[EXTRACTED RECORDS]

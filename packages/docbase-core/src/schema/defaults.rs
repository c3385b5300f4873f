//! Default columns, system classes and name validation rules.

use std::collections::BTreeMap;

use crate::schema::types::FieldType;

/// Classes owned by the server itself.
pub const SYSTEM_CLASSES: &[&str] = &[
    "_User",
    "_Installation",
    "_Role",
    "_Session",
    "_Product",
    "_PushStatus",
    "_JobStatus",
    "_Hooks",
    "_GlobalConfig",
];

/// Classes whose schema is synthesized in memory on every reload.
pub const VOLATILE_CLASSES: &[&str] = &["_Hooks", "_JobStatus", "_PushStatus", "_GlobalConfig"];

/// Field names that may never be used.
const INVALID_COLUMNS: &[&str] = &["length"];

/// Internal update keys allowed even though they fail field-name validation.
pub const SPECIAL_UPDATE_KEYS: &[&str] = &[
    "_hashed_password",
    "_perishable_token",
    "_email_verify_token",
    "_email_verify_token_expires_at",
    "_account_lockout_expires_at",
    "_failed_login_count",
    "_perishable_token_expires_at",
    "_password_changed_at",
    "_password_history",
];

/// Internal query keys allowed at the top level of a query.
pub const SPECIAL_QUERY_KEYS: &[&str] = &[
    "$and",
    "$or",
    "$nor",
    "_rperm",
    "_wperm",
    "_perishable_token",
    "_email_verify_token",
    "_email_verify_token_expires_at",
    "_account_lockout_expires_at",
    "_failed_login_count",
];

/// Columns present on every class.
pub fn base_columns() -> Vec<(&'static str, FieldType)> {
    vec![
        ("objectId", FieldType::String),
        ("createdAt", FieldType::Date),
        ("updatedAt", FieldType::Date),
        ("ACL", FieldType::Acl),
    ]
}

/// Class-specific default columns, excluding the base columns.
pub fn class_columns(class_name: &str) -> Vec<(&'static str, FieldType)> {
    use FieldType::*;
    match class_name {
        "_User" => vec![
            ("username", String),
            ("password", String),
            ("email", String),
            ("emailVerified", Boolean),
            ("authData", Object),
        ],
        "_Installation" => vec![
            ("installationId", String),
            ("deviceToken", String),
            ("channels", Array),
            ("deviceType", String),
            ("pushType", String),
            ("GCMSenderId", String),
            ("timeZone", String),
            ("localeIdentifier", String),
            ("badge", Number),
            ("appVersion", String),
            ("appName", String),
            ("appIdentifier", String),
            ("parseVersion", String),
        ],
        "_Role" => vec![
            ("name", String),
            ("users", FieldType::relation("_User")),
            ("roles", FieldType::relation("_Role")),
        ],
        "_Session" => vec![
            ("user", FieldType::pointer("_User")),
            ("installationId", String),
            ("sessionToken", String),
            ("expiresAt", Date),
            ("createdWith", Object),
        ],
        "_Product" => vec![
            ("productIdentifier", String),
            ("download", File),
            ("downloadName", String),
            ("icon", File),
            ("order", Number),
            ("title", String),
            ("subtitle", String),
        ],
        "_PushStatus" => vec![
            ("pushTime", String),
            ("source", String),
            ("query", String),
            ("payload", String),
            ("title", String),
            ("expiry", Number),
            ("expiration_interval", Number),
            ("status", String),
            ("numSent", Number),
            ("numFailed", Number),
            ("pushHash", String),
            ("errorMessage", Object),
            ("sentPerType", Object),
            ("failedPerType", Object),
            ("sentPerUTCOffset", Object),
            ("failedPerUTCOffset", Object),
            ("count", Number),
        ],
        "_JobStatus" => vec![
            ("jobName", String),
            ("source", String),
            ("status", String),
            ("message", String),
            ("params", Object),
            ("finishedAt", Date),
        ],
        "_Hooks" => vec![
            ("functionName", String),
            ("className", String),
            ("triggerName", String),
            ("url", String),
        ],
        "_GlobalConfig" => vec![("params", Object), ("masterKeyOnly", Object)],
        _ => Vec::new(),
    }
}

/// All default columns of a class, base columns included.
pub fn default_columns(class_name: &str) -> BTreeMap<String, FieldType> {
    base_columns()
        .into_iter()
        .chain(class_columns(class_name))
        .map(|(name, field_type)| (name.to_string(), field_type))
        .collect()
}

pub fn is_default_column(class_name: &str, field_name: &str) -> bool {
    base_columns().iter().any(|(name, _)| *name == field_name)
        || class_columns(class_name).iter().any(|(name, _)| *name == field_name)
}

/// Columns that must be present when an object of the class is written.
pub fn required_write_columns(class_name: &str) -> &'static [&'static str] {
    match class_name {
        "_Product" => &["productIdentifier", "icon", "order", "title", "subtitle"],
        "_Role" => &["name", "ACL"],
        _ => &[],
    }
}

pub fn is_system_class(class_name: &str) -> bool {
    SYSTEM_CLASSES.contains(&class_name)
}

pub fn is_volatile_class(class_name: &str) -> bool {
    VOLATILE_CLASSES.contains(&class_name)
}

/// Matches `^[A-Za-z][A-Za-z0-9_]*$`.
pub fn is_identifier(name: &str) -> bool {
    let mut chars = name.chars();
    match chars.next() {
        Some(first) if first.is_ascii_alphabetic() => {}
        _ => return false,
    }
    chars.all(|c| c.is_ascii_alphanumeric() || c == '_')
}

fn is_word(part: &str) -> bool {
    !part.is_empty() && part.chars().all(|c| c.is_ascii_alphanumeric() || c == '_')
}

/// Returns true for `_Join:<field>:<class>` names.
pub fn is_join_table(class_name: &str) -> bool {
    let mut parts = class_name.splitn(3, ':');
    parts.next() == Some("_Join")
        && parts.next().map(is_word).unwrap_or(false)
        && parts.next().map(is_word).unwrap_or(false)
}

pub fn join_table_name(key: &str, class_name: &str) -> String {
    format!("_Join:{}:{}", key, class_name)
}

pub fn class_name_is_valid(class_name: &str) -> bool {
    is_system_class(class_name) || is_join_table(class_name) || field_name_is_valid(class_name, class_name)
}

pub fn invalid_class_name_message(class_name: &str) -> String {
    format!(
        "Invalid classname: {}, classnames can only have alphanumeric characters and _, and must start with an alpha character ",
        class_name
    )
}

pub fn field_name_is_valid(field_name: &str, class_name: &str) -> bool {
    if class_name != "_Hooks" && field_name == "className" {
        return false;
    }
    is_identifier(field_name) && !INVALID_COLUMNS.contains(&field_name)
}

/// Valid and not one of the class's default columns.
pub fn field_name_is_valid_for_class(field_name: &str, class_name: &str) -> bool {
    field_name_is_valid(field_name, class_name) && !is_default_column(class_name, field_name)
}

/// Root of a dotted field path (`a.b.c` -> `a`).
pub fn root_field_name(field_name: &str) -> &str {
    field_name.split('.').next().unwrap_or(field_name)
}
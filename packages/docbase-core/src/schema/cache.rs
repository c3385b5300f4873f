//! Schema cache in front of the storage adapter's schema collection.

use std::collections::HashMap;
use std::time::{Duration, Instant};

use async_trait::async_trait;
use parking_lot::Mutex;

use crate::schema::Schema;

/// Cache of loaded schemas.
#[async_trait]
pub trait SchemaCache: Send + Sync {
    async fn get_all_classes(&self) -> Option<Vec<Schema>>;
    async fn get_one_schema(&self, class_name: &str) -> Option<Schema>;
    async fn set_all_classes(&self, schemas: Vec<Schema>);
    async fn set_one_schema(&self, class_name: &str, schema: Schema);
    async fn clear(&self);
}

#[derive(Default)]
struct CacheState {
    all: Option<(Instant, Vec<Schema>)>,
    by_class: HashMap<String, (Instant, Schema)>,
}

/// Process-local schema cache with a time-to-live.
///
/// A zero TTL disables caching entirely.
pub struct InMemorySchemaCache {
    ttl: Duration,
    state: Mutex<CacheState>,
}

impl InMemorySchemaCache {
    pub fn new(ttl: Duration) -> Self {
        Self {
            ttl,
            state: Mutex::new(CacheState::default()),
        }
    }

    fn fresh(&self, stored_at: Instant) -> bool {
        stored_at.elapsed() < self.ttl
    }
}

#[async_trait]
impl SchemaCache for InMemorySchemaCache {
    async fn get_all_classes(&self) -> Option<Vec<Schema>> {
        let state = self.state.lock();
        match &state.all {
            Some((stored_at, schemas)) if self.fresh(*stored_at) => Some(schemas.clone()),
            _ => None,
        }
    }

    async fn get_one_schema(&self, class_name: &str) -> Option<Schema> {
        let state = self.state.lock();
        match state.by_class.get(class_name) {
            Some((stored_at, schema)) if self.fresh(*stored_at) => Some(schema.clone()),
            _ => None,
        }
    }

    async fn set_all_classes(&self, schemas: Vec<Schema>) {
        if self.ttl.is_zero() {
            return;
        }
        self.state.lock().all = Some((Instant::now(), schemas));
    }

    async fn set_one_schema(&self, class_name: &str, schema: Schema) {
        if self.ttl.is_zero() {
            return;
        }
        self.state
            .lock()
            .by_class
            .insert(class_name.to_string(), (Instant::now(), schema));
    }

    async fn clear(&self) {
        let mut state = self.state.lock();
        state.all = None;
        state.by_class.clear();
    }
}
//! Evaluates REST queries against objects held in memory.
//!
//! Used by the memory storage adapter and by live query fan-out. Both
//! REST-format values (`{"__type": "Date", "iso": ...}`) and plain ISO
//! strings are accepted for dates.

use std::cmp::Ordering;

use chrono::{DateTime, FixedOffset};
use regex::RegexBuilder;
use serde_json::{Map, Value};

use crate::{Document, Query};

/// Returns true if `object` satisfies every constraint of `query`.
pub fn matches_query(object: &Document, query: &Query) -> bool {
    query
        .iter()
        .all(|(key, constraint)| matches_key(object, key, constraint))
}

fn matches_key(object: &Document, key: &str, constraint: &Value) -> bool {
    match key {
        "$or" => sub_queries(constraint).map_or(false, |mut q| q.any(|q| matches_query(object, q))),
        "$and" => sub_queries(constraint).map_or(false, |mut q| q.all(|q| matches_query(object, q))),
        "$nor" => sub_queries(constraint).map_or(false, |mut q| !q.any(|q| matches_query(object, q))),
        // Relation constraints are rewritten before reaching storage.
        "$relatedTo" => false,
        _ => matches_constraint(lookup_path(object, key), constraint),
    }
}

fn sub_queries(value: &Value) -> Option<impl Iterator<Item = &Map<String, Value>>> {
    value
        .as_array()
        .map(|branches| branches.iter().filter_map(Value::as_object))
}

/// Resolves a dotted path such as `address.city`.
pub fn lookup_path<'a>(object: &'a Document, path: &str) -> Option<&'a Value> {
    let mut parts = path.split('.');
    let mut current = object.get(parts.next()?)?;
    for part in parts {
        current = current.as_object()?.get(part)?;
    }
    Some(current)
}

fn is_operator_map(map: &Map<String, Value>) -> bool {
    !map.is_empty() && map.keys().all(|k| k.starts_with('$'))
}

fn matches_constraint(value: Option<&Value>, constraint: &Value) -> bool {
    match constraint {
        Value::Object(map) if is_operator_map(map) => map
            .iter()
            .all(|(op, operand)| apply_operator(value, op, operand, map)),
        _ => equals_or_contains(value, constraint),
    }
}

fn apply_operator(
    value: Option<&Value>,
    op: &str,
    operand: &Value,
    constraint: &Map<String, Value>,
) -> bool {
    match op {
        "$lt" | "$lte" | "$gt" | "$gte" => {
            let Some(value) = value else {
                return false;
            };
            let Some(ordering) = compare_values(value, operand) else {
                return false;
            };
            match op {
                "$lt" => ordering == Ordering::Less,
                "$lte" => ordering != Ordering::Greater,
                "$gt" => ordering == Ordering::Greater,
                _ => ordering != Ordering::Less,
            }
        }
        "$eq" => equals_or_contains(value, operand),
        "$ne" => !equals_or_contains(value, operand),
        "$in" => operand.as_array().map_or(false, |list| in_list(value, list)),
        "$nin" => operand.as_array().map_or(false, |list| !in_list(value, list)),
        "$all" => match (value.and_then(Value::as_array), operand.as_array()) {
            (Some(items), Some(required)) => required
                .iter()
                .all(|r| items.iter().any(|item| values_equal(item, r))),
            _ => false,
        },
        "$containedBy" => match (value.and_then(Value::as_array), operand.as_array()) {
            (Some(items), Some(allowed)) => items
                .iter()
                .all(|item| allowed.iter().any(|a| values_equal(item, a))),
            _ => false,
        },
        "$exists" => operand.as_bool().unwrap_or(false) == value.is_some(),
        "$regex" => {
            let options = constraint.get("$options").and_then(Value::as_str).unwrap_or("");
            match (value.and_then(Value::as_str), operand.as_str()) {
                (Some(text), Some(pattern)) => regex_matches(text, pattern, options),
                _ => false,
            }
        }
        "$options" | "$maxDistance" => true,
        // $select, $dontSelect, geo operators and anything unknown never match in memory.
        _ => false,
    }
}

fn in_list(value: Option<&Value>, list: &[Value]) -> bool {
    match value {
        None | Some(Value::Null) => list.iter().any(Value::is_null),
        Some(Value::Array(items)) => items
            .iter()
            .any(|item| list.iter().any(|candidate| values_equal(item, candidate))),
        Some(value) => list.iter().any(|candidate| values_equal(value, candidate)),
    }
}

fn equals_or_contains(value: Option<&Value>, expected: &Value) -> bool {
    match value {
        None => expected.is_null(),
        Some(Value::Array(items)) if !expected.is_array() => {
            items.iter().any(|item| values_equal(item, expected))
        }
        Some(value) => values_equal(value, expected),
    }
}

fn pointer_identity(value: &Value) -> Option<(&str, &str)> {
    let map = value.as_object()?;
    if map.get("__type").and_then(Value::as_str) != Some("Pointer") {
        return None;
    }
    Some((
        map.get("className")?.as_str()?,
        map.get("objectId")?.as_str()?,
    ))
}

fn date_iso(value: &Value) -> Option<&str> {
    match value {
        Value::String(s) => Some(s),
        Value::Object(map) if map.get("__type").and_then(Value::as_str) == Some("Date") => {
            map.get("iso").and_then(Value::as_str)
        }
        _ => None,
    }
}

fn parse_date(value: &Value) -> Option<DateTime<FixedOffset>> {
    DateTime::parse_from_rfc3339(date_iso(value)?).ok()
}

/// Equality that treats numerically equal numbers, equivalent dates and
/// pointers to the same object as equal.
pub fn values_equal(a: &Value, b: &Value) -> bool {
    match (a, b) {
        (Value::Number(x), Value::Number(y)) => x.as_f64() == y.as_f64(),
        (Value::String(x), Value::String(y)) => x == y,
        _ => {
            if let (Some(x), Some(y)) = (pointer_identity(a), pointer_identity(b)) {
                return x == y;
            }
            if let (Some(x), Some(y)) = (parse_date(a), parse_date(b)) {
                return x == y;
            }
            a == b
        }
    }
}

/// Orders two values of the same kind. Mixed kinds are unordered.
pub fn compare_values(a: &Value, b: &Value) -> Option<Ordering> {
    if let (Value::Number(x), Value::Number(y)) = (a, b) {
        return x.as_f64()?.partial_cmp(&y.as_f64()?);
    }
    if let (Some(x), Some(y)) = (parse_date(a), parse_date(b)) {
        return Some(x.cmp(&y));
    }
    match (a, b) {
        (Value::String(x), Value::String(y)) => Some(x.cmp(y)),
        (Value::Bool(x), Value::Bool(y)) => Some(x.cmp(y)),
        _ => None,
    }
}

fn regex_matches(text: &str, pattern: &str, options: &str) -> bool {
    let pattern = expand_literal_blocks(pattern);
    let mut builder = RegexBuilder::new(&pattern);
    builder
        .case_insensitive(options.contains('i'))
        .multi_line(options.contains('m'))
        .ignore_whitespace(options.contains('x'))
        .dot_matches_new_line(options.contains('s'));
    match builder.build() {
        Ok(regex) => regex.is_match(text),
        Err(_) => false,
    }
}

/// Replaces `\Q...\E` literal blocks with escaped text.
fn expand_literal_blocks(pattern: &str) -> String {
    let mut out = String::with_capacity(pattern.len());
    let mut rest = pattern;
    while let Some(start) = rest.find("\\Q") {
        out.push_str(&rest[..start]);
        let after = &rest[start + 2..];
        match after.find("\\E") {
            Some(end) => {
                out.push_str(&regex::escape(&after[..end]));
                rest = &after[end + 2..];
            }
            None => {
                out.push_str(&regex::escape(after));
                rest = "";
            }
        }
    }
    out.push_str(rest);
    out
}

[/EXTRACTED RECORDS]

ASSIGNED TASK: Filter the entries down to the lines holding the string "FixedOffset". Copy each of those lines.

ANSWER TO THIS PROBLEM:
use chrono::{DateTime, FixedOffset};
fn parse_date(value: &Value) -> Option<DateTime<FixedOffset>> {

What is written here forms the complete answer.